Opened 15 years ago

Closed 14 years ago

#11168 closed (invalid)

postgis geometry alternatively seen as linestring then multilinestring

Reported by: anonymous Owned by: nobody
Component: GIS Version: 1.0
Severity: Keywords: GEOS API, Postgis
Cc: Triage Stage: Design decision needed
Has patch: no Needs documentation: no
Needs tests: no Patch needs improvement: no
Easy pickings: no UI/UX: no

Description

Django 1.0.2 final on MacOS 10.5 python 2.5
GEOS Framework 3.0.1-1

see django shell example below

RegionHydro is a GeometryField from a postgis table containing linestrings and multilinestrings

>>> r=RegionHydro.objects.get(id=19)
>>> c=r.getCoursDo()
>>> c
[<CoursDo: La Meuse>, <CoursDo: Canal de l'Est Branche-Nord>]
>>> c[1].geom
<MultiLineString object at 0x28208c4>
>>> c[1].geom
<LineString object at 0x28209b4>
>>> c[1].geom
<MultiLineString object at 0x28208c4>
>>> c[1].geom
<LineString object at 0x28209b4>

Change History (6)

comment:1 by anonymous, 15 years ago

sorry,

I meant : CoursDo model geom attribute is a GeometryField from a postgis table containing linestrings and multilinestrings

to make it simple, I have a multilinestring object that is alternatively seen as a linestring then a multilinestring by the GEOS API

hope it's clear enough...

comment:2 by jbronn, 15 years ago

Please provide the geometry data (in WKT format) so I can attempt to reproduce.

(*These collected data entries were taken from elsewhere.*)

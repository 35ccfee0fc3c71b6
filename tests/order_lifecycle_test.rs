mod common;

use axum::http::{Method, StatusCode};
use common::TestApp;
use rust_decimal_macros::dec;
use serde_json::json;
use storefront_api::entities::order::OrderStatus;
use uuid::Uuid;

struct Placed {
    order_id: Uuid,
    product_id: Uuid,
    token: String,
}

async fn place_order(app: &TestApp, stock: i32, quantity: i32) -> Placed {
    let user = app.seed_user().await;
    let token = app.token_for(user.id, &[]);
    let product = app.seed_product(dec!(80), stock).await;
    app.add_to_cart(Some(&token), None, product.id, None, quantity)
        .await;
    let response = app.checkout(Some(&token), None, json!({})).await;
    assert_eq!(response.status, StatusCode::CREATED, "{}", response.body);
    Placed {
        order_id: serde_json::from_value(response.data()["order"]["id"].clone()).unwrap(),
        product_id: product.id,
        token,
    }
}

async fn set_status(app: &TestApp, order_id: Uuid, status: &str) -> common::TestResponse {
    let admin = app.admin_token();
    app.request(
        Method::PUT,
        &format!("/api/v1/orders/admin/{order_id}"),
        Some(json!({"status": status})),
        Some(&admin),
        None,
    )
    .await
}

#[tokio::test]
async fn cancelling_awaiting_payment_order_restores_stock() {
    let app = TestApp::new().await;
    app.mock_payment_request_ok().await;
    let placed = place_order(&app, 10, 4).await;
    assert_eq!(app.product_stock(placed.product_id).await, 6);

    let updated = set_status(&app, placed.order_id, "awaiting_payment").await;
    assert_eq!(updated.status, StatusCode::OK, "{}", updated.body);
    // Overrides never move stock.
    assert_eq!(app.product_stock(placed.product_id).await, 6);

    let cancelled = app
        .request(
            Method::POST,
            &format!("/api/v1/orders/{}/cancel", placed.order_id),
            None,
            Some(&placed.token),
            None,
        )
        .await;
    assert_eq!(cancelled.status, StatusCode::OK, "{}", cancelled.body);
    assert_eq!(cancelled.data()["status"], "cancelled");
    assert_eq!(app.product_stock(placed.product_id).await, 10);
    assert_eq!(
        app.find_order(placed.order_id).await.status,
        OrderStatus::Cancelled
    );

    // A second cancel is a conflict and leaves stock alone.
    let again = app
        .request(
            Method::POST,
            &format!("/api/v1/orders/{}/cancel", placed.order_id),
            None,
            Some(&placed.token),
            None,
        )
        .await;
    assert_eq!(again.status, StatusCode::CONFLICT);
    assert_eq!(app.product_stock(placed.product_id).await, 10);
}

#[tokio::test]
async fn cancelling_multi_line_order_restores_variant_and_product_stock() {
    let app = TestApp::new().await;
    app.mock_payment_request_ok().await;
    let user = app.seed_user().await;
    let token = app.token_for(user.id, &[]);
    let plain = app.seed_product(dec!(12), 9).await;
    let (sized, large) = app.seed_variant(dec!(40), 6).await;
    let small = app
        .seed_extra_variant(sized.id, "Small", dec!(35), 4)
        .await;

    app.add_to_cart(Some(&token), None, plain.id, None, 2)
        .await;
    app.add_to_cart(Some(&token), None, sized.id, Some(large.id), 3)
        .await;
    app.add_to_cart(Some(&token), None, sized.id, Some(small.id), 1)
        .await;
    let response = app.checkout(Some(&token), None, json!({})).await;
    assert_eq!(response.status, StatusCode::CREATED, "{}", response.body);
    let order_id: Uuid = serde_json::from_value(response.data()["order"]["id"].clone()).unwrap();
    assert_eq!(response.data()["order"]["items"].as_array().unwrap().len(), 3);

    assert_eq!(app.product_stock(plain.id).await, 7);
    assert_eq!(app.variant_stock(large.id).await, 3);
    assert_eq!(app.variant_stock(small.id).await, 3);

    set_status(&app, order_id, "awaiting_payment").await;
    let cancelled = app
        .request(
            Method::POST,
            &format!("/api/v1/orders/{order_id}/cancel"),
            None,
            Some(&token),
            None,
        )
        .await;
    assert_eq!(cancelled.status, StatusCode::OK, "{}", cancelled.body);

    assert_eq!(app.product_stock(plain.id).await, 9);
    assert_eq!(app.variant_stock(large.id).await, 6);
    assert_eq!(app.variant_stock(small.id).await, 4);
    // Variant lines never touch the parent product's own counter.
    assert_eq!(app.product_stock(sized.id).await, 0);
}

#[tokio::test]
async fn processing_order_cannot_be_cancelled() {
    let app = TestApp::new().await;
    app.mock_payment_request_ok().await;
    let placed = place_order(&app, 5, 2).await;

    let response = app
        .request(
            Method::POST,
            &format!("/api/v1/orders/{}/cancel", placed.order_id),
            None,
            Some(&placed.token),
            None,
        )
        .await;
    assert_eq!(response.status, StatusCode::CONFLICT);
    assert_eq!(response.body["error"], "Conflict");
    assert_eq!(app.product_stock(placed.product_id).await, 3);
}

#[tokio::test]
async fn orders_are_private_to_their_owner() {
    let app = TestApp::new().await;
    app.mock_payment_request_ok().await;
    let placed = place_order(&app, 5, 1).await;
    set_status(&app, placed.order_id, "pending").await;
    let stranger = app.token_for(Uuid::new_v4(), &[]);

    let read = app
        .request(
            Method::GET,
            &format!("/api/v1/orders/{}", placed.order_id),
            None,
            Some(&stranger),
            None,
        )
        .await;
    assert_eq!(read.status, StatusCode::FORBIDDEN);

    let cancel = app
        .request(
            Method::POST,
            &format!("/api/v1/orders/{}/cancel", placed.order_id),
            None,
            Some(&stranger),
            None,
        )
        .await;
    assert_eq!(cancel.status, StatusCode::FORBIDDEN);
    assert_eq!(app.find_order(placed.order_id).await.status, OrderStatus::Pending);

    let admin = app.admin_token();
    let as_admin = app
        .request(
            Method::GET,
            &format!("/api/v1/orders/{}", placed.order_id),
            None,
            Some(&admin),
            None,
        )
        .await;
    assert_eq!(as_admin.status, StatusCode::OK);
    assert_eq!(as_admin.data()["items"][0]["quantity"], 1);

    let missing = app
        .request(
            Method::GET,
            &format!("/api/v1/orders/{}", Uuid::new_v4()),
            None,
            Some(&placed.token),
            None,
        )
        .await;
    assert_eq!(missing.status, StatusCode::NOT_FOUND);
}

#[tokio::test]
async fn admin_endpoints_require_admin_role() {
    let app = TestApp::new().await;
    app.mock_payment_request_ok().await;
    let placed = place_order(&app, 5, 1).await;

    let list = app
        .request(Method::GET, "/api/v1/orders/admin", None, Some(&placed.token), None)
        .await;
    assert_eq!(list.status, StatusCode::FORBIDDEN);

    let update = app
        .request(
            Method::PUT,
            &format!("/api/v1/orders/admin/{}", placed.order_id),
            Some(json!({"status": "shipped"})),
            Some(&placed.token),
            None,
        )
        .await;
    assert_eq!(update.status, StatusCode::FORBIDDEN);

    let anonymous = app
        .request(Method::GET, "/api/v1/orders/admin", None, None, None)
        .await;
    assert_eq!(anonymous.status, StatusCode::UNAUTHORIZED);
}

#[tokio::test]
async fn admin_override_sets_tracking_and_status() {
    let app = TestApp::new().await;
    app.mock_payment_request_ok().await;
    let placed = place_order(&app, 5, 1).await;
    let admin = app.admin_token();

    let response = app
        .request(
            Method::PUT,
            &format!("/api/v1/orders/admin/{}", placed.order_id),
            Some(json!({"status": "shipped", "tracking_number": "  LBC-123456  "})),
            Some(&admin),
            None,
        )
        .await;
    assert_eq!(response.status, StatusCode::OK, "{}", response.body);
    assert_eq!(response.data()["status"], "shipped");
    assert_eq!(response.data()["tracking_number"], "LBC-123456");

    let bad_status = app
        .request(
            Method::PUT,
            &format!("/api/v1/orders/admin/{}", placed.order_id),
            Some(json!({"status": "teleported"})),
            Some(&admin),
            None,
        )
        .await;
    assert_eq!(bad_status.status, StatusCode::BAD_REQUEST);
}

#[tokio::test]
async fn order_listing_paginates_and_scopes() {
    let app = TestApp::new().await;
    app.mock_payment_request_ok().await;
    let user = app.seed_user().await;
    let token = app.token_for(user.id, &[]);
    let product = app.seed_product(dec!(12), 50).await;
    for _ in 0..3 {
        app.add_to_cart(Some(&token), None, product.id, None, 1)
            .await;
        let response = app.checkout(Some(&token), None, json!({})).await;
        assert_eq!(response.status, StatusCode::CREATED, "{}", response.body);
    }
    // Someone else's order stays out of this user's list.
    place_order(&app, 5, 1).await;

    let first = app
        .request(Method::GET, "/api/v1/orders?per_page=2", None, Some(&token), None)
        .await;
    assert_eq!(first.status, StatusCode::OK);
    assert_eq!(first.data()["total"], 3);
    assert_eq!(first.data()["total_pages"], 2);
    assert_eq!(first.data()["items"].as_array().unwrap().len(), 2);

    let second = app
        .request(
            Method::GET,
            "/api/v1/orders?per_page=2&page=2",
            None,
            Some(&token),
            None,
        )
        .await;
    assert_eq!(second.data()["items"].as_array().unwrap().len(), 1);

    let admin = app.admin_token();
    let all = app
        .request(Method::GET, "/api/v1/orders/admin", None, Some(&admin), None)
        .await;
    assert_eq!(all.status, StatusCode::OK);
    assert_eq!(all.data()["total"], 4);
    assert_eq!(all.data()["per_page"], 20);

    let filtered = app
        .request(
            Method::GET,
            "/api/v1/orders/admin?status=cancelled",
            None,
            Some(&admin),
            None,
        )
        .await;
    assert_eq!(filtered.data()["total"], 0);
}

comment:3 by ludifan, 15 years ago

I solved the problem by forcing all the linestrings to multilinestrings in the postgis table and setting the field type to MultiLineString in django.
I'm not sure the problem comes from the geometry itself but may be from the type of the data table in postgis (GEOMETRY).

You could eventually download the data here: http://services.sandre.eaufrance.fr/data/zonage/Hydrographie2008/arcinfo/FranceEntiere/courdo00.e00.zip
and import it to postgis using ogr:

set PGCLIENTENCODING=LATIN1
ogr2ogr -f PostgreSQL "PG:dbname=eau_france user=postgres password=postgres" -nlt GEOMETRY cours_d_eau.shp

(you have to force type geometry)

then see if you can reproduce the thing

this was my model definition for this feature:

class CoursDo(models.Model):
    id = models.IntegerField(db_column="ogc_fid", primary_key=True)
    toponyme = models.CharField(db_column="toponyme", max_length=127)
    codehydro = models.CharField(db_column="code_hydrographique", max_length=8)
    classification = models.CharField(db_column="classification", max_length=1)
    geom = models.GeometryField(db_column="wkb_geometry", srid=32767)
    objects = models.GeoManager()
    
    class Meta:
        db_table = "cours_d_eau"
        verbose_name_plural = r"Cours d'eau"
        verbose_name = r"Cours d'eau"
        
    def __unicode__(self):
        return self.toponyme.strip()

comment:4 by Jacob, 14 years ago

Triage Stage: UnreviewedAccepted

comment:5 by Jacob, 14 years ago

Triage Stage: AcceptedDesign decision needed

in reply to:  3 comment:6 by jbronn, 14 years ago

Resolution: invalid
Status: newclosed

Replying to ludifan:

I solved the problem by forcing all the linestrings to multilinestrings in the postgis table and setting the field type to MultiLineString in django.
I'm not sure the problem comes from the geometry itself but may be from the type of the data table in postgis (GEOMETRY).

You could eventually download the data here: http://services.sandre.eaufrance.fr/data/zonage/Hydrographie2008/arcinfo/FranceEntiere/courdo00.e00.zip
and import it to postgis using ogr:

set PGCLIENTENCODING=LATIN1
ogr2ogr -f PostgreSQL "PG:dbname=eau_france user=postgres password=postgres" -nlt GEOMETRY cours_d_eau.shp

(you have to force type geometry)

The data link is for ArcInfo E00 format, I found the shapefile data here: http://services.sandre.eaufrance.fr/data/zonage/Hydrographie2009/arcgis/FranceEntiere/cours_d_eau.shp.zip. I loaded it up, and it's a larger dataset (> 125K rows).

I don't think there's a bug here. Specifically, I don't think you're ordering your QuerySet, and what you think is the same model is actually a different one -- in other words, you're seeing a different geometry on a separate record. Each time you're evaluating c[1].geom you're hitting the database, and if you're not ordering your SQL there's no guarantee it'll return the same record each time. See Ordering Data from the Django Book.

If you can boil it down to a distinct, reproducible test case I'll be glad to reopen the ticket -- otherwise, I'm closing as invalid.